- **Problem details**
Report every line from the material that contains the word "filter".

- **Data provided**
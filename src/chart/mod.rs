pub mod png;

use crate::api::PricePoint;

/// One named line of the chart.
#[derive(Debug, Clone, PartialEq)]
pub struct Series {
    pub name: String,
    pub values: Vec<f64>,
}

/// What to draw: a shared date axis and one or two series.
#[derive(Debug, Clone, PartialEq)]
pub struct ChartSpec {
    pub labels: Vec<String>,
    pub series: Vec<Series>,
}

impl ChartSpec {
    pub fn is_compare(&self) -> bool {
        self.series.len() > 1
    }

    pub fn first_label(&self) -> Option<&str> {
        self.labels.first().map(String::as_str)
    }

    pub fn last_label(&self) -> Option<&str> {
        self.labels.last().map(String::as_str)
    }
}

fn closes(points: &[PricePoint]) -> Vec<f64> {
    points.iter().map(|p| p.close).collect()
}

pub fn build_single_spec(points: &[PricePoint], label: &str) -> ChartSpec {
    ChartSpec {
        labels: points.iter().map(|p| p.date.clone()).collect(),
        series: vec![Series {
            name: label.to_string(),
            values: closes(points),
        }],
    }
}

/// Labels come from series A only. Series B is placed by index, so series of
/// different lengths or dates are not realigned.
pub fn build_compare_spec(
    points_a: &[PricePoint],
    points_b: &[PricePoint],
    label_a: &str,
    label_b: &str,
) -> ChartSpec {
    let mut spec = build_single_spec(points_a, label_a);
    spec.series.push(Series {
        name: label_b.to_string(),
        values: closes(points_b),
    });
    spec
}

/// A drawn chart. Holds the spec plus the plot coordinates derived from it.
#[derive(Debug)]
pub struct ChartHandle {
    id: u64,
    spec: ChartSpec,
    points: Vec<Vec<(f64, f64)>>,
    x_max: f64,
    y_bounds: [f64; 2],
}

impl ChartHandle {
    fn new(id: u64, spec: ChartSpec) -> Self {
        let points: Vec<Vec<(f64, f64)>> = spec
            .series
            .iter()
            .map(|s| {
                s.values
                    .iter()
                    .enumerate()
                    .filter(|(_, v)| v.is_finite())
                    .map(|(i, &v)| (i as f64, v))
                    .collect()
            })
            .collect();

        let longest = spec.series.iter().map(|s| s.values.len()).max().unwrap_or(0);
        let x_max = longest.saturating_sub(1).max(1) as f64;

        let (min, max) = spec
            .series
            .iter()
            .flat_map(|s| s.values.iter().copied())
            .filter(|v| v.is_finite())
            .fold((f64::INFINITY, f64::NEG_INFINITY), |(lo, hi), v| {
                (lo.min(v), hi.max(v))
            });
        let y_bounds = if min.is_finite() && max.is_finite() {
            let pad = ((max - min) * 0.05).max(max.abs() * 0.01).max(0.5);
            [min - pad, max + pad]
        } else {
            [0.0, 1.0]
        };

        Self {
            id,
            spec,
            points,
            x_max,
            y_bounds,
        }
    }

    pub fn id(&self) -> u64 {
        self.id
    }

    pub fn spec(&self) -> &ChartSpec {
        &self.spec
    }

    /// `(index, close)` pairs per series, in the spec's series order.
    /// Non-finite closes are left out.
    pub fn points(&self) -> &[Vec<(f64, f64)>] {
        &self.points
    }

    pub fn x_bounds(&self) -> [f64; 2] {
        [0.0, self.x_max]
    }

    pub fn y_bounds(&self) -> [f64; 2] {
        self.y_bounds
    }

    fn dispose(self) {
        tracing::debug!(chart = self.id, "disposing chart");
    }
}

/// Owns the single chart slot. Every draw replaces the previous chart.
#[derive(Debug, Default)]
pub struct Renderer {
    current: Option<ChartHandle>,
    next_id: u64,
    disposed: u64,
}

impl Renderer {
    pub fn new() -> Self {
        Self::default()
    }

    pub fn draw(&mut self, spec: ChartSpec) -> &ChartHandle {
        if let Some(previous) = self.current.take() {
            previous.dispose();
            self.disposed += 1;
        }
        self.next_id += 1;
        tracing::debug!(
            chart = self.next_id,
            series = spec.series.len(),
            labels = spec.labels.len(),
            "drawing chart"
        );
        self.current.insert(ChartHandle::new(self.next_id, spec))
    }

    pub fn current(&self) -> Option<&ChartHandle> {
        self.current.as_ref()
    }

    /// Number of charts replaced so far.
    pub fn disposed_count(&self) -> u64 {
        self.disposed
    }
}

---

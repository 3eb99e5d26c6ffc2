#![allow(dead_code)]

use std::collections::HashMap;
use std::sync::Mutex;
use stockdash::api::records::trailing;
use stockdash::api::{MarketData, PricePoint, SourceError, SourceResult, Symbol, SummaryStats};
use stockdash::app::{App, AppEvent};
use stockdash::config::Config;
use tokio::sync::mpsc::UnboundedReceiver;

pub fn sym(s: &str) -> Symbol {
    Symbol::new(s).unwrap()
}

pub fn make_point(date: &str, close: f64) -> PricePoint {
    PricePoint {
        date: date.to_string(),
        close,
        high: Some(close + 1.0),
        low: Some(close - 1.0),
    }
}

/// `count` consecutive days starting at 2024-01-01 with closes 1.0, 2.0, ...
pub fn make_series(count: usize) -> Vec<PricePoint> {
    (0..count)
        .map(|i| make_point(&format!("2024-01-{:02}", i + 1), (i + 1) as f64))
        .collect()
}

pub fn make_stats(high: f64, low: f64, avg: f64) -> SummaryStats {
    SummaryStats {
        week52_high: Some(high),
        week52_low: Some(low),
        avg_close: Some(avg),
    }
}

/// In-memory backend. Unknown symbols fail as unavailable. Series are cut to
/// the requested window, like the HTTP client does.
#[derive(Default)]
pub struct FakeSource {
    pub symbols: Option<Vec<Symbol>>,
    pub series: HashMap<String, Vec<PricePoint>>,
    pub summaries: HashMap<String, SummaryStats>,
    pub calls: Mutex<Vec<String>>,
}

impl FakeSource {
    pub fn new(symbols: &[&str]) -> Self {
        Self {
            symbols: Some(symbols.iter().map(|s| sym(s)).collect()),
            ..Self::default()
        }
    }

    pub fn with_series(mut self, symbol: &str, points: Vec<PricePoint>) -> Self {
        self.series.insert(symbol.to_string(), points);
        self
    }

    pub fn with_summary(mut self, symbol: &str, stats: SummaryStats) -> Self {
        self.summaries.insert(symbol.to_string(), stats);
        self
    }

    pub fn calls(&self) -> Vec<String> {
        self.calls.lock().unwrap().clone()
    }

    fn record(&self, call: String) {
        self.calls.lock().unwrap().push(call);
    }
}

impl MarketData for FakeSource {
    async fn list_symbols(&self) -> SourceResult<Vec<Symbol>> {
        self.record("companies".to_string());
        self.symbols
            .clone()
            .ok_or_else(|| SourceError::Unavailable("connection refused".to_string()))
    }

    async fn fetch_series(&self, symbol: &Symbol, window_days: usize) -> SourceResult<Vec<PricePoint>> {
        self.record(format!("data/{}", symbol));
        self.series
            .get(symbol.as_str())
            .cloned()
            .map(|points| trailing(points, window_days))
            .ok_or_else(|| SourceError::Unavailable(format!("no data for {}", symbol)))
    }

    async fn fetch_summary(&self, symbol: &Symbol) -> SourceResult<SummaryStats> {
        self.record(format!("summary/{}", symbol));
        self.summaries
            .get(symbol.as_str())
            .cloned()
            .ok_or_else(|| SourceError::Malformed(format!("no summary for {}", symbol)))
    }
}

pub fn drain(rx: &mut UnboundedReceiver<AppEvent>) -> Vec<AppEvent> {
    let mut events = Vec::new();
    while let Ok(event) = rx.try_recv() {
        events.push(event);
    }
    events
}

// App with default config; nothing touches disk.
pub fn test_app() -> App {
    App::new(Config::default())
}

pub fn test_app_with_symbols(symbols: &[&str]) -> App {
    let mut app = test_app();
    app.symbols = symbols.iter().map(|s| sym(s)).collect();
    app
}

--

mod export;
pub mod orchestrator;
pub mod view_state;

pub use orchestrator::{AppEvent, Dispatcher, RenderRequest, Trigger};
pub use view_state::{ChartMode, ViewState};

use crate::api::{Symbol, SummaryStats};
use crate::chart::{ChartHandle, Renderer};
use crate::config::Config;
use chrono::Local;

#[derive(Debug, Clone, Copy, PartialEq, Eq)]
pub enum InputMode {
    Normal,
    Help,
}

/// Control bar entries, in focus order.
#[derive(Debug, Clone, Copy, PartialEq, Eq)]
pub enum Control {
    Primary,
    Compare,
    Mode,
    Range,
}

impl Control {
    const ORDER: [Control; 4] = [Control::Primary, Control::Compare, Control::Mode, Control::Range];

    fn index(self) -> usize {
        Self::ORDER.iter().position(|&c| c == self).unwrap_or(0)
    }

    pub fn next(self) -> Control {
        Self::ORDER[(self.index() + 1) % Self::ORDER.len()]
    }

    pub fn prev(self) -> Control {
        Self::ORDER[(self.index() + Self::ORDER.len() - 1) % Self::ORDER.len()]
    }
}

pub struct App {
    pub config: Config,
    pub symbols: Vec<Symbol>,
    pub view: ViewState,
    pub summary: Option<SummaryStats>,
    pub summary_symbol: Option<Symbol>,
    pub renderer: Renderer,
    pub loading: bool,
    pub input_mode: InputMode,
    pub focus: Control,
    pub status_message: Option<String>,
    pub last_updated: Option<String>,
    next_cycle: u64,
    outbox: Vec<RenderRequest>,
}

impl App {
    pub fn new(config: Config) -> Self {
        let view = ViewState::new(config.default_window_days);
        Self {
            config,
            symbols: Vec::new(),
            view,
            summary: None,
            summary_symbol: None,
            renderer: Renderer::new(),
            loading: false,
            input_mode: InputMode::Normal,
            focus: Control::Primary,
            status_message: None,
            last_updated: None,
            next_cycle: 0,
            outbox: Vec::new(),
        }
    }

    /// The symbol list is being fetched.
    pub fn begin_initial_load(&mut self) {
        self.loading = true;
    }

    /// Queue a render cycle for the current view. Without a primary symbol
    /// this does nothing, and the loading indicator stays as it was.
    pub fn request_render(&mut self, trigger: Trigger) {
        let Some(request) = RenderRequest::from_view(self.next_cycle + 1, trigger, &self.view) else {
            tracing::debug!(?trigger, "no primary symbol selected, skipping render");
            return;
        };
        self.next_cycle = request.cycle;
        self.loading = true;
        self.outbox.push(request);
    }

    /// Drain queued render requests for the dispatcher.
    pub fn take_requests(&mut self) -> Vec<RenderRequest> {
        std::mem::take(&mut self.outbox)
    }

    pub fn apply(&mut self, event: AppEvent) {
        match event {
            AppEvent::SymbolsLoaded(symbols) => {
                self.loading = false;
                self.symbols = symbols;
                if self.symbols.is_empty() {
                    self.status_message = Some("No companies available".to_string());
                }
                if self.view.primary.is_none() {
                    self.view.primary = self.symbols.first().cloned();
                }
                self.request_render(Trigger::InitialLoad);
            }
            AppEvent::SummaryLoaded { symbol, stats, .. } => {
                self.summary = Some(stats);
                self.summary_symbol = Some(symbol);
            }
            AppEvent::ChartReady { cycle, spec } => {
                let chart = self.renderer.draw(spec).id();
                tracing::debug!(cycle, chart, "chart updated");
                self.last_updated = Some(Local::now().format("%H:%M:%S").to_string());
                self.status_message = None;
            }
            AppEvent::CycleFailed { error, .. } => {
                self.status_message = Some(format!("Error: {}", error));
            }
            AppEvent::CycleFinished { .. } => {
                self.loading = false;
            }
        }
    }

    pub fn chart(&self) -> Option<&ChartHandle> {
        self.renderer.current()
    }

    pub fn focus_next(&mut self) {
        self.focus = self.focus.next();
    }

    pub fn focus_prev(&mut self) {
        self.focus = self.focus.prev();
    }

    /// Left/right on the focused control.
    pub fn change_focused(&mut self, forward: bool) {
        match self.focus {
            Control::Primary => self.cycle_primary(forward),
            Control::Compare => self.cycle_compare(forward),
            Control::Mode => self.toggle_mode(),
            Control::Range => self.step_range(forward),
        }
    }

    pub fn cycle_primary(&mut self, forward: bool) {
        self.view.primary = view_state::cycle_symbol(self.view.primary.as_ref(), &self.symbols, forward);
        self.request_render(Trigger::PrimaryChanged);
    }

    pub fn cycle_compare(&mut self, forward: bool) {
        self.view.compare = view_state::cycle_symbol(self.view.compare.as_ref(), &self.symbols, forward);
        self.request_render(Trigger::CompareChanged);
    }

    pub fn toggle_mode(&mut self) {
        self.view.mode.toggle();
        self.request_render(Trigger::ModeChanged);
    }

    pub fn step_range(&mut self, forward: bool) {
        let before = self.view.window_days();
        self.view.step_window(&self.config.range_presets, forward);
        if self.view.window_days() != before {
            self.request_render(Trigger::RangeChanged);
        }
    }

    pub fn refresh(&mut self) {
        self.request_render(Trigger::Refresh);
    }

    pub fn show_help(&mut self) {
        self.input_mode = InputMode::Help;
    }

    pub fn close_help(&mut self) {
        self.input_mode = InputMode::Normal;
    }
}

- **Exercise result**
                    .filter(|(_, v)| v.is_finite())
            .filter(|v| v.is_finite())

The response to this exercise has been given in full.